Nel Salento la campanella è considerata un piccolo talismano sonoro, capace di proteggere la casa e le persone care.
Il suo tintinnio leggero, secondo la tradizione popolare, allontana le energie negative e richiama la buona sorte. Per questo motivo viene spesso donata in occasione di nuovi inizi, come augurio di serenità e protezione.
Origini e significato
L’uso simbolico delle campanelle ha radici antiche e si ritrova in molte culture del Mediterraneo. Nelle comunità rurali del Sud Italia – e quindi anche nel Salento – il suono della campana era associato alla presenza benevola, alla guida e alla protezione. Le piccole campanelle domestiche riprendevano questo valore in forma più intima: un oggetto semplice, ma capace di “fare rumore” contro ciò che non si vede.
Un dono beneaugurante
Regalare una campanella è un gesto affettuoso e carico di significato. Nel Salento rappresenta un augurio di fortuna, armonia e protezione per chi la riceve.
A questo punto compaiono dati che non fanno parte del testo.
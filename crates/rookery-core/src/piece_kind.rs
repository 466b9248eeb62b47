//! Piece kinds and their static movement and material tables.

use std::fmt;

use crate::position::Position;

/// The kind of a piece, without side information.
///
/// `Null` marks an empty square. The discriminants are the ordinals used in
/// the persisted board layout.
#[derive(Debug, Clone, Copy, PartialEq, Eq, Hash)]
#[repr(u8)]
pub enum PieceKind {
    Null = 0,
    Pawn = 1,
    Knight = 2,
    Bishop = 3,
    Rook = 4,
    Queen = 5,
    King = 6,
}

// Direction tables are written from White's perspective: "forward" is -y.

const ORTHOGONAL: [Position; 4] = [
    Position::new(0, -1),
    Position::new(0, 1),
    Position::new(-1, 0),
    Position::new(1, 0),
];

const DIAGONAL: [Position; 4] = [
    Position::new(-1, -1),
    Position::new(1, 1),
    Position::new(1, -1),
    Position::new(-1, 1),
];

const OMNIDIRECTIONAL: [Position; 8] = [
    ORTHOGONAL[0],
    ORTHOGONAL[1],
    ORTHOGONAL[2],
    ORTHOGONAL[3],
    DIAGONAL[0],
    DIAGONAL[1],
    DIAGONAL[2],
    DIAGONAL[3],
];

const KNIGHT: [Position; 8] = [
    Position::new(1, -2),
    Position::new(-1, -2),
    Position::new(-2, 1),
    Position::new(-2, -1),
    Position::new(1, 2),
    Position::new(-1, 2),
    Position::new(2, 1),
    Position::new(2, -1),
];

/// Push first, then the two capture diagonals.
const PAWN: [Position; 3] = [
    Position::new(0, -1),
    Position::new(-1, -1),
    Position::new(1, -1),
];

impl PieceKind {
    /// Number of real piece kinds (excluding `Null`).
    pub const COUNT: usize = 6;

    /// All real piece kinds in ordinal order.
    pub const ALL: [PieceKind; 6] = [
        PieceKind::Pawn,
        PieceKind::Knight,
        PieceKind::Bishop,
        PieceKind::Rook,
        PieceKind::Queen,
        PieceKind::King,
    ];

    /// Return the ordinal (0 for `Null`, 1..=6 for real pieces).
    #[inline]
    pub const fn ordinal(self) -> u8 {
        self as u8
    }

    /// Convert an ordinal back into a kind.
    #[inline]
    pub const fn from_ordinal(ordinal: u8) -> Option<PieceKind> {
        match ordinal {
            0 => Some(PieceKind::Null),
            1 => Some(PieceKind::Pawn),
            2 => Some(PieceKind::Knight),
            3 => Some(PieceKind::Bishop),
            4 => Some(PieceKind::Rook),
            5 => Some(PieceKind::Queen),
            6 => Some(PieceKind::King),
            _ => None,
        }
    }

    /// Movement directions from White's perspective.
    #[inline]
    pub const fn directions(self) -> &'static [Position] {
        match self {
            PieceKind::Null => &[],
            PieceKind::Pawn => &PAWN,
            PieceKind::Knight => &KNIGHT,
            PieceKind::Bishop => &DIAGONAL,
            PieceKind::Rook => &ORTHOGONAL,
            PieceKind::Queen | PieceKind::King => &OMNIDIRECTIONAL,
        }
    }

    /// Return `true` for pieces that take at most one step per direction.
    #[inline]
    pub const fn is_range_limited(self) -> bool {
        matches!(self, PieceKind::Pawn | PieceKind::Knight | PieceKind::King)
    }

    /// Material value.
    #[inline]
    pub const fn score(self) -> i32 {
        match self {
            PieceKind::Null => 0,
            PieceKind::Pawn => 1,
            PieceKind::Knight | PieceKind::Bishop => 3,
            PieceKind::Rook => 5,
            PieceKind::Queen => 9,
            PieceKind::King => 1000,
        }
    }

    /// Return `true` for the two kinds whose movement affects castling rights.
    #[inline]
    pub const fn can_castle(self) -> bool {
        matches!(self, PieceKind::Rook | PieceKind::King)
    }

    /// Lowercase letter for this kind (`.` for `Null`).
    #[inline]
    pub const fn letter(self) -> char {
        match self {
            PieceKind::Null => '.',
            PieceKind::Pawn => 'p',
            PieceKind::Knight => 'n',
            PieceKind::Bishop => 'b',
            PieceKind::Rook => 'r',
            PieceKind::Queen => 'q',
            PieceKind::King => 'k',
        }
    }
}

impl fmt::Display for PieceKind {
    fn fmt(&self, f: &mut fmt::Formatter<'_>) -> fmt::Result {
        write!(f, "{}", self.letter())
    }
}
È un dono tradizionale che mantiene vivo il legame con la cultura popolare e con le sue credenze più antiche.
La campanella nell’artigianato locale
Oggi la campanella è reinterpretata dagli artigiani salentini con forme, colori e materiali diversi. Pur diventando un oggetto decorativo, conserva il suo valore simbolico originario: un piccolo segno di buon auspicio che porta con sé la memoria della tradizione.